I’ve been culling books for the past
few days in anticipation of an eventual move. It’s a bittersweet activity,
since I know, as a writer, the effort each volume required of its author. Books
to me are sacred things. They imply a dual commitment, one by the writer, the
other by the reader, to engage in a strange and temporary symbiotic
relationship that begins and ends with the turn of a page.

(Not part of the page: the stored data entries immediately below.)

//! Transport primitives for API calls.
//!
//! The module exposes [`ApiHttpClient`] alongside the transient [`ApiRequest`] and
//! [`ApiResponse`] descriptors so downstream crates (and tests) can plug in their own HTTP
//! stack. The client hands every request to [`ApiHttpClient::execute`] exactly as it should go
//! on the wire; implementations must not add authentication or retry on their own.

// crates.io
use http::{
	HeaderMap, Method, StatusCode,
	header::{AUTHORIZATION, CONTENT_TYPE},
};
#[cfg(feature = "reqwest")] use reqwest::multipart::{Form, Part};
// self
use crate::_prelude::*;

/// Boxed future returned by [`ApiHttpClient::execute`].
pub type TransportFuture<'a, E> = Pin<Box<dyn Future<Output = Result<ApiResponse, E>> + 'a + Send>>;

/// Abstraction over HTTP transports used by [`ApiClient`](crate::client::ApiClient).
///
/// The trait is the client's only dependency on an HTTP stack. Implementations must be
/// `Send + Sync + 'static` so a single transport can be shared behind an `Arc` by cloned clients.
/// An `Err` return means no HTTP response was received at all (DNS, connect, TLS, or body read
/// failure); every HTTP status, including 4xx and 5xx, must be returned as `Ok`.
pub trait ApiHttpClient
where
	Self: 'static + Send + Sync,
{
	/// Concrete error emitted by the underlying transport.
	type TransportError: 'static + Send + Sync + StdError;

	/// Sends `request` and collects the full response body.
	fn execute(&self, request: ApiRequest) -> TransportFuture<'_, Self::TransportError>;
}

/// Request descriptor built per call and discarded after the response is handled.
#[derive(Clone, Debug)]
pub struct ApiRequest {
	/// HTTP verb.
	pub method: Method,
	/// Absolute request URL.
	pub url: Url,
	/// Outgoing headers, including `Authorization` when a token is stored.
	pub headers: HeaderMap,
	/// Request payload.
	pub body: RequestBody,
}
impl ApiRequest {
	/// Creates a request without headers or body.
	pub fn new(method: Method, url: Url) -> Self {
		Self { method, url, headers: HeaderMap::new(), body: RequestBody::Empty }
	}

	/// Returns the raw `Authorization` header value, if any.
	pub fn authorization(&self) -> Option<&str> {
		self.headers.get(AUTHORIZATION).and_then(|value| value.to_str().ok())
	}

	/// Returns the raw `Content-Type` header value, if any.
	pub fn content_type(&self) -> Option<&str> {
		self.headers.get(CONTENT_TYPE).and_then(|value| value.to_str().ok())
	}
}

/// Payload attached to an [`ApiRequest`].
#[derive(Clone, Debug, Default)]
pub enum RequestBody {
	/// No body.
	#[default]
	Empty,
	/// Serialized JSON document.
	Json(Vec<u8>),
	/// Multipart form; the transport chooses the boundary and sets `Content-Type` itself.
	Multipart(MultipartForm),
}
impl RequestBody {
	/// Parses a JSON body back into a value; `None` for empty, multipart, or invalid bodies.
	pub fn as_json(&self) -> Option<serde_json::Value> {
		match self {
			Self::Json(bytes) => serde_json::from_slice(bytes).ok(),
			_ => None,
		}
	}
}

/// Owned multipart payload that can be resent verbatim when a request is retried.
#[derive(Clone, Debug, Default, PartialEq, Eq)]
pub struct MultipartForm {
	parts: Vec<MultipartPart>,
}
impl MultipartForm {
	/// Creates an empty form.
	pub fn new() -> Self {
		Self::default()
	}

	/// Appends a text field.
	pub fn text(mut self, name: impl Into<String>, value: impl Into<String>) -> Self {
		self.parts.push(MultipartPart { name: name.into(), value: PartValue::Text(value.into()) });

		self
	}

	/// Appends a file field.
	pub fn file(
		mut self,
		name: impl Into<String>,
		file_name: impl Into<String>,
		content_type: Option<&str>,
		bytes: impl Into<Vec<u8>>,
	) -> Self {
		self.parts.push(MultipartPart {
			name: name.into(),
			value: PartValue::File {
				file_name: file_name.into(),
				content_type: content_type.map(str::to_owned),
				bytes: bytes.into(),
			},
		});

		self
	}

	/// Returns the parts in insertion order.
	pub fn parts(&self) -> &[MultipartPart] {
		&self.parts
	}

	#[cfg(feature = "reqwest")]
	fn into_reqwest(self) -> Result<Form, ReqwestError> {
		let mut form = Form::new();

		for MultipartPart { name, value } in self.parts {
			form = match value {
				PartValue::Text(text) => form.text(name, text),
				PartValue::File { file_name, content_type, bytes } => {
					let mut part = Part::bytes(bytes).file_name(file_name);

					if let Some(mime) = content_type {
						part = part.mime_str(&mime)?;
					}

					form.part(name, part)
				},
			};
		}

		Ok(form)
	}
}

/// Single named field of a [`MultipartForm`].
#[derive(Clone, Debug, PartialEq, Eq)]
pub struct MultipartPart {
	/// Field name.
	pub name: String,
	/// Field content.
	pub value: PartValue,
}

/// Content of a multipart field.
#[derive(Clone, Debug, PartialEq, Eq)]
pub enum PartValue {
	/// Plain text value.
	Text(String),
	/// File upload.
	File {
		/// File name reported to the server.
		file_name: String,
		/// MIME type of the file, if known.
		content_type: Option<String>,
		/// File contents.
		bytes: Vec<u8>,
	},
}

/// Fully buffered HTTP response.
#[derive(Clone, Debug)]
pub struct ApiResponse {
	/// HTTP status code.
	pub status: StatusCode,
	/// Response headers.
	pub headers: HeaderMap,
	/// Raw response body.
	pub body: Vec<u8>,
}
impl ApiResponse {
	/// Creates a response without headers.
	pub fn new(status: StatusCode, body: impl Into<Vec<u8>>) -> Self {
		Self { status, headers: HeaderMap::new(), body: body.into() }
	}

	/// Returns `true` for exactly HTTP 401.
	pub fn is_unauthorized(&self) -> bool {
		self.status == StatusCode::UNAUTHORIZED
	}
}

/// Thin wrapper around [`ReqwestClient`] so shared HTTP behavior lives in one place.
///
/// Timeouts, proxies, and TLS roots are whatever the wrapped client was built with; the API
/// client itself defines none.
#[cfg(feature = "reqwest")]
#[derive(Clone, Default)]
pub struct ReqwestHttpClient(pub ReqwestClient);
#[cfg(feature = "reqwest")]
impl ReqwestHttpClient {
	/// Wraps an existing reqwest [`ReqwestClient`].
	pub fn with_client(client: ReqwestClient) -> Self {
		Self(client)
	}
}
#[cfg(feature = "reqwest")]
impl AsRef<ReqwestClient> for ReqwestHttpClient {
	fn as_ref(&self) -> &ReqwestClient {
		&self.0
	}
}
#[cfg(feature = "reqwest")]
impl std::ops::Deref for ReqwestHttpClient {
	type Target = ReqwestClient;

	fn deref(&self) -> &Self::Target {
		&self.0
	}
}
#[cfg(feature = "reqwest")]
impl ApiHttpClient for ReqwestHttpClient {
	type TransportError = ReqwestError;

	fn execute(&self, request: ApiRequest) -> TransportFuture<'_, Self::TransportError> {
		let client = self.0.clone();

		Box::pin(async move {
			let ApiRequest { method, url, headers, body } = request;
			let builder = client.request(method, url).headers(headers);
			let builder = match body {
				RequestBody::Empty => builder,
				RequestBody::Json(bytes) => builder.body(bytes),
				RequestBody::Multipart(form) => builder.multipart(form.into_reqwest()?),
			};
			let response = builder.send().await?;
			let status = response.status();
			let headers = response.headers().to_owned();
			let body = response.bytes().await?.to_vec();

			Ok(ApiResponse { status, headers, body })
		})
	}
}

Many years ago I owned a dilapidated
house in Adams Morgan, a grand old and brooding four-story edifice with a
speckled history. When my then-wife and I bought it, we innocently believed
that in a matter of months we would completely rebuild its kitchen, paneled
dining room, six bathrooms, seven bedrooms, and mother-in-law basement
apartment. This was not to be.
The first thing I insisted on when
taking ownership of the house was creating a library. I gutted the top floor,
in the process inhaling a few pounds of asbestos fiber, and with an
architectural student friend, built gorgeous serpentine bookshelves to line the
entire now-open room. I cut and shaped and assembled. I sanded and stained and
varnished. I quickly stocked the shelves by buying all the books I’d always
wanted, many from a bric-a-brac store down the street. I got the entire Harvard Classics, an illustrated Medical
Encyclopedia from 1897, and Will and Ariel Durant’s eleven-volume (now largely ignored)
Story of Civilization. I got all the
works of Emile Zola in French and in English. I bought Bulwer-Lytton and the
writings of Kant and Heidegger and Marx. I resurrected Descartes and Sartre and
Camus. I invited Voltaire and Corneille and Moliere and Shakespeare home. In
time, I managed to read almost everything save some of the Harvard Classics which were, frankly, unreadable. I got both full
sets of the Encyclopedia Britannica
and the World Book Encyclopedia,
because the latter is largely how I learned to read English many decades ago. I
also unpacked one of my prized possessions, a set of Les Aventures de Tintin by the Belgian artist/writer Hergé.
For a time, I was coming home daily
with a book or three. I continued doing this until the shelves were almost filled.
In hindsight, it was one of the better times of my life.
Today I am doing the opposite. I
sold the Harvard Classics a while
back and gave the Britannica to a
downtown rehab/shelter, a donation that was welcomed by the counselors, if not
the clients in early sobriety. I was told later that the tomes were read avidly
enough that a waitlist had to be established.
I found I had two editions of Updike’s
complete works, so one went to the local library. I approached another library
and asked if its staff might be interested in my collection of books about
Paris, which I used to research a book of my own set in the French capital
shortly after World War One. I was given a tentative yes, and so I’m packing up
those as well. I am going to sell my collection of Historia magazines, a monthly glossy French review that deals in
painful detail with the vagaries of royalty and tsars, and seems particularly
fascinated by the life of William Howard Taft, the fattest of all US Presidents
and the very first celebrity weight-loss patient.
Save for a few works I found
horribly written (my favorite and on Amazon’s Worst List is How Fatima Started Islam: Mohammad’s
Daughter Tells All) or truly boring (Madame
Bovary, Finnegan’s Wake, Tess of d’Urbervilles
and anything by Proust) every book I am giving away evokes a small pang of
regret.
I love books. I love reading them, writing
them, looking at their spines, admiring their covers, and scanning their first
and last sentences. I will miss them all, but it is time for them to find new
homes.
I will not give up the Tintin collection, though.